Hmmmm..............,
Entah harus mulai dari mana, gamang-ragu. Karena jujur terlalu lama Rumah ini aku tinggalkan.
Namun harus kuluapkan, agar beban otak ini tak semakin berat-penuh hingga pecah terburai isinya.

Revolusi Mental,
Entahlah karena Jokowi yang orang ndeso yang mendengungkannya, dan sayapun wong ndeso.
Atau karena ia dari sebuah Partai, yang dulu ketika kelas 2 SMA-pun saya harus berurusan dengan ruwet dan kerasnya Birokrasi karena menjadi pengurus partai tersebut.
Atau mungkin karena secara tak sadar karena aku bagian Birokrasi kini, hingga ketika seorang Presiden mencetuskan sebuah Ide gagasan maka akupun mendukungnya.

Lepas dari itu semua, jalan hidup aku di Desa ini berawal dari keinginan merubah sebuah keadaan yang jauh dari ideal menjadi paling tidak berkeadilan bagi semua yang mendiaminya. Dalam arti Pemerintah Desa yang bisa melayani dan menempatkan hak serta kewajiban warganya sesuai porsi yang pas.

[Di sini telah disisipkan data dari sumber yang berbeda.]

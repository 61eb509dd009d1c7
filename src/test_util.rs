//! Shared setup for API tests: a server over the in-memory store, with the
//! clock stopped, and signed tokens to call it with.

use chrono::{DateTime, Utc};
use rocket::{
    figment::{providers::Serialized, Figment},
    http::Header,
    local::asynchronous::Client,
};

use crate::clock::FixedClock;
use crate::model::{
    auth::{AuthToken, User},
    mongodb::Id,
};
use crate::store::Store;
use crate::voting::VotingService;
use crate::Config;

const TEST_JWT_SECRET: &str = "campus-test-secret";

pub fn figment() -> Figment {
    Figment::from(rocket::Config::debug_default())
        .merge(Serialized::default("jwt_secret", TEST_JWT_SECRET))
        .merge(("log_level", "off"))
}

pub fn config() -> Config {
    figment().extract().unwrap()
}

/// A tracked client for a fresh server whose clock reads `now`, plus a handle
/// on the service behind it for seeding and inspecting data.
pub async fn client_at(now: DateTime<Utc>) -> (Client, VotingService) {
    log4rs_test_utils::test_logging::init_logging_once_for(["campus_elections"], None, None);

    let service = VotingService::new(Store::memory(), FixedClock(now));
    let rocket = crate::rocket_for_service(figment(), service.clone());
    let client = Client::tracked(rocket).await.unwrap();
    (client, service)
}

/// An `Authorization` header carrying a token for principal `id` with the
/// rights of `U`.
pub fn bearer<U: User>(id: Id) -> Header<'static> {
    let jwt = AuthToken::<U>::new(id).encode(&config()).unwrap();
    Header::new("Authorization", format!("Bearer {jwt}"))
}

Itupun tak lepas dari kesalahan masa lalu, yang bertujuan demi perubahan dengan mendorong seseorang justru berakibat lebih buruk bagi desaku. Lebih tepatnya, aku turun ke desa untuk membayar kesalahannku ketika mendorong seseorang memimpin desa ini.

Dengan segala Idealisme yang membumbung tinggi di hati, lalu izin dari istri yang semula agak susah kudapat kutapakkan kakiku untuk sebuah kata. Pengabdian.

Namun pada awal langkahku, langsung menghadang satu kondisi yang membuat diri tercengang. Sebaik-baiknya Calon Kepala Desa adalah yang bisa membagi uang pada pemilih. Artinya Akhlaq, Kemampuan dan Intregritas adalah nomor sekian. Hal pokok adalah Uang.

Di awal walaupun aku menang sesungguhnya aku kalah 1 - 0.